It was no surprise this month when FTSE 100 property company British Land (LSE: BLND) said the coronavirus and lockdown helped wipe out about £1bn from its property portfolio. The value of retail property, after all, is not likely to be at its highest at the moment. However, longer-term trends and issues may have an even greater impact.
British Land said that for the 12 months to March, about 10% of the value of its property portfolio – some £1.1bn – was wiped out. A decline in its retail developments mostly accounted for this.
British Land owns large retail park, store and shopping centre properties that are naturally taking a hit right now. According to the company, retailers on its estate paid just 45% of rents in March. As CEO Chris Grigg said: “It’s not like retailers are having an easy time right now.”
Though the reopening of non-essential stores should help this problem over the next few months, Mr Grigg has already said he doesn’t “expect it to be any easier” by the next payment deadline in June.
Interestingly, the company received about 97% of its rent from office facilities, another area we may have expected to lapse given so many people have been working from home.
Long-term problems for British Land
Of far greater concern for me, however, is the potential fundamental shift we may see in the way people work and shop after lockdown ends. At the very least, there will be a lag between stores technically being reopened with strong social distancing measures limiting capacity and people feeling like there is no longer any risk. It could easily be a year before retail as well as socialising and working) start to look like they used to.
And this doesn’t take account of a bigger shift in culture. Working from home, for example, has been a necessity that has many firms thinking it should be a permanent fixture for their businesses.
Lockdown has shown it is possible to do, while both employees and employers are incentivised to do it. For a company, travel and office rental costs will both be lower, while employee satisfaction could be up.

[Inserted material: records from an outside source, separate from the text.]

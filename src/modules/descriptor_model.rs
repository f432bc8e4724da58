use anyhow::Error;
use image::RgbImage;
use ndarray::Array2;

/// Aligned fixed-size face crop consumed by the descriptor model.
pub type FaceChip = RgbImage;

/// Nominal side length of an aligned face chip, in pixels.
pub const FACE_CHIP_SIZE: u32 = 150;

/// Length of the descriptor vector produced by the reference model.
pub const DESCRIPTOR_DIM: usize = 128;

/// DescriptorModel computes deep face descriptors from aligned face chips.
///
/// Chip alignment lives on the same trait because the two capabilities ship
/// together in the reference model family; both are best-effort from the
/// pipeline's point of view and any failure only costs the optional deep
/// embedding, never the enrollment.
pub trait DescriptorModel {
    /// align_chip warps the face to a fixed-size upright crop using its landmarks.
    ///
    /// # Arguments
    /// * `image` - full RGB frame
    /// * `landmarks` - (68, 2) landmark array for the face
    ///
    /// # Returns
    /// * `Result<FaceChip, Error>`
    fn align_chip(&self, image: &RgbImage, landmarks: &Array2<f32>) -> Result<FaceChip, Error>;

    /// describe returns the raw fixed-length descriptor for an aligned chip.
    ///
    /// # Arguments
    /// * `chip` - aligned face crop
    ///
    /// # Returns
    /// * `Result<Vec<f32>, Error>`
    fn describe(&self, chip: &FaceChip) -> Result<Vec<f32>, Error>;
}
use std::path::Path;

use anyhow::Error;
use image::{DynamicImage, GrayImage};

/// Image file extensions accepted by the dataset walker, matched case-insensitively.
pub const IMAGE_EXTENSIONS: [&str; 3] = ["png", "jpg", "jpeg"];

/// read_image loads and decodes an image file.
///
/// # Arguments
/// * `path` - path to the image file
///
/// # Returns
/// * `Result<DynamicImage, Error>`
pub fn read_image(path: &Path) -> Result<DynamicImage, Error> {
    let img = image::open(path)?;
    Ok(img)
}

/// decode_image decodes an in-memory encoded image.
///
/// # Arguments
/// * `im_bytes` - encoded image bytes
///
/// # Returns
/// * `Result<DynamicImage, Error>`
pub fn decode_image(im_bytes: &[u8]) -> Result<DynamicImage, Error> {
    let img = image::load_from_memory(im_bytes)?;
    Ok(img)
}

/// to_grayscale converts a decoded image to an 8-bit grayscale buffer.
pub fn to_grayscale(img: &DynamicImage) -> GrayImage {
    img.to_luma8()
}

/// is_supported_image checks a path's extension against `IMAGE_EXTENSIONS`.
pub fn is_supported_image(path: &Path) -> bool {
    path.extension()
        .and_then(|ext| ext.to_str())
        .map(|ext| {
            let ext = ext.to_ascii_lowercase();
            IMAGE_EXTENSIONS.contains(&ext.as_str())
        })
        .unwrap_or(false)
}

Well, who doesn’t prefer not having to commute?
These fundamental shifts could easily mean less office space is needed, and so British Land may just see a long-term downshift in its office portfolio too.
Similarly, the increase of shopping online during lockdown may well shift many consumers towards e-commerce. This is an area that British Land has already warned was changing the nature of its portfolio. If more people continue to shop online, warehouse space will be needed over the large retail space where British Land makes its money.
If it can adapt, it is possible that the current share pricemay be a bargain, but for me there is just too much uncertainty in the market right now. I will, however, be watching this space.